You are viewing a plain text version of this content. The canonical link for it is here.
Posted to user@hive.apache.org by java8964 <ja...@hotmail.com> on 2014/02/10 20:22:52 UTC

Hbase + Hive scan performance

Hi, 
I know this has been asked before. I did google around this topic and tried to understand as much as possible, but I kind of got difference answers based on different places. So I like to ask what I have faced and if someone can help me again on this topic.
I created one table with one column family with 20+ columns in the hive. It is populated around 150M records from a 20G csv file. What I want to check if how fast I can get for a full scan in MR job from the Hbase table.
It is running in a 10 nodes hadoop cluster (With Hadoop 1.1.1 + Hbase 0.94.3 + Hive 0.9) , 8 of them as Data + Task nodes, and one is NN and Hbase master, and another one is running 2nd NN.
4 nodes of 8 data nodes also run Hbase region servers.
I use the following code example to get row count from a MR job, http://hbase.apache.org/book/mapreduce.example.htmlAt first, the mapper tasks run very slow, as I commented out the following 2 lines on purpose:
scan.setCaching(1000);        // 1 is the default in Scan, which will be bad for MapReduce jobs
scan.setCacheBlocks(false);  // don't set to true for MR jobs
Then I added the above 2 lines, I almost get 10X faster compared to the first run.
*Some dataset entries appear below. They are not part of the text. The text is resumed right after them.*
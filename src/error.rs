// ==============================================================================
// error.rs - ERROR TYPES
// ------------------------------------------------------------------------------
// InitError   : vehicle / animator initialization refusals (vehicle stays inert)
// CodecError  : wire encode/decode (bincode frames, JSON snapshots)
// ConfigError : server config loading
// ==============================================================================

use crate::curve::CurveKind;
use thiserror::Error;

#[derive(Debug, Error)]
pub enum InitError {
    #[error("physics simulation is disabled for sequencer-driven vehicles")]
    DisabledInSequencer,

    #[error("vehicle has no simulating root body")]
    MissingRootBody,

    #[error("{0} curve is missing")]
    MissingCurve(CurveKind),

    #[error("root component must be a skeletal mesh")]
    SkeletalMeshExpected,

    #[error("root component must be a static mesh")]
    StaticMeshExpected,

    #[error("static mesh vehicle has no visual mesh attached")]
    MissingVisualMesh,

    #[error("wheel count ({wheels}) does not match suspension spring count ({springs})")]
    WheelCountMismatch { wheels: usize, springs: usize },

    #[error("no wheel mesh attached at socket `{0}`")]
    MissingWheelMesh(String),
}

#[derive(Debug, Error)]
pub enum CodecError {
    #[error("encode error: {0}")]
    Encode(#[from] bincode::error::EncodeError),

    #[error("decode error: {0}")]
    Decode(#[from] bincode::error::DecodeError),

    #[error("JSON error: {0}")]
    Json(#[from] serde_json::Error),
}

#[derive(Debug, Error)]
pub enum ConfigError {
    #[error("IO error: {0}")]
    Io(#[from] std::io::Error),

    #[error("TOML parse error: {0}")]
    Toml(#[from] toml::de::Error),
}

pub type InitResult<T = ()> = std::result::Result<T, InitError>;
That's good, it proved to me that above 2 lines are important for Hbase full scan.
Now the question comes to in Hive.
I already created the table in the Hive linking to the Hbase table, then I started my hive session like this:
hive --auxpath $HIVE_HOME/lib/hive-hbase-handler-0.9.0.jar,$HIVE_HOME/lib/hbase-0.94.3.jar,$HIVE_HOME/lib/zookeeper-3.4.5.jar,$HIVE_HOME/lib/guava-r09.jar -hiveconf hbase.master=Hbase_master:port
If I run this query "select count(*) from table", I can see the mappers performance is very bad, almost as bad as my 1st run above.
I searched this mailing list, it looks like there is a setting in Hive session to change the scan caching size, same as 1st line of above code base, from here:
http://mail-archives.apache.org/mod_mbox/hbase-user/201110.mbox/%3CCAGpTDNfn11jZAJ2mfboEqkfudXaU9HGsY4b=2x1spWf4qMUvyw@mail.gmail.com%3E
So I add the following settings in my hive session:
set hbase.client.scanner.caching=1000;
To my surprise, after this setting in hive session, the new MR job generated from the Hive query still very slow, same as before this settings.
Here is what I found so far:
1) In my owner MR code, before I add the 2 lines of code change or after, in the job.xml of MR job, I both saw this setting in the job.xml:     hbase.client.scanner.caching=1    So this setting is the same in both run, but the performance improved great after the code change.
2) In hive run, I saw the setting "hbase.client.scanner.caching" changed from 1 to 1000 in job.xml, which is what I set in the hive session, but performance has not too much change. So the setting was changed, but it didn't help the performance as I expected.
My questions are following:
1) Is there any change in the hive (0.9) do the same as the 1st line of code change? From google and hbase document, it looks like the above configuration is the one, but it didn't help me.2) Even assume the above setting is correct, why we have this Hive Jira to fix the Hbase scan cache and marked ONLY fixed in Hive 0.12? The Jira ticket is here: https://issues.apache.org/jira/browse/HIVE-36033) Is there any hive setting can do the same as 2nd line code change above? If so, what is it? I google around and cannot find one.
Thanks
Yong 		 	   		  

Re: Hbase + Hive scan performance

Posted by Navis류승우 <na...@nexr.com>.
HBase storage handler uses it's own InputFormat.
So, hbase.client.scanner.caching (which is used in hbase.TableInputFormat)
does not work. It might be configurable via HIVE-2906, something like
"select empno, ename from hbase_emp ('hbase.scan.cache'='1000')". But I've
not tried.

bq. Is there any change in the hive (0.9) do the same as..
It might not be.

bq. why we have this Hive Jira to fix the Hbase scan cache and marked ONLY
fixed in Hive 0.12..
Sorry for that. Hive is yet in rapidly evolving state, so generally
maintenance versions are not provided.

bq. hive setting can do the same as 2nd line code
It's configurable via "hbase.scan.cacheblock"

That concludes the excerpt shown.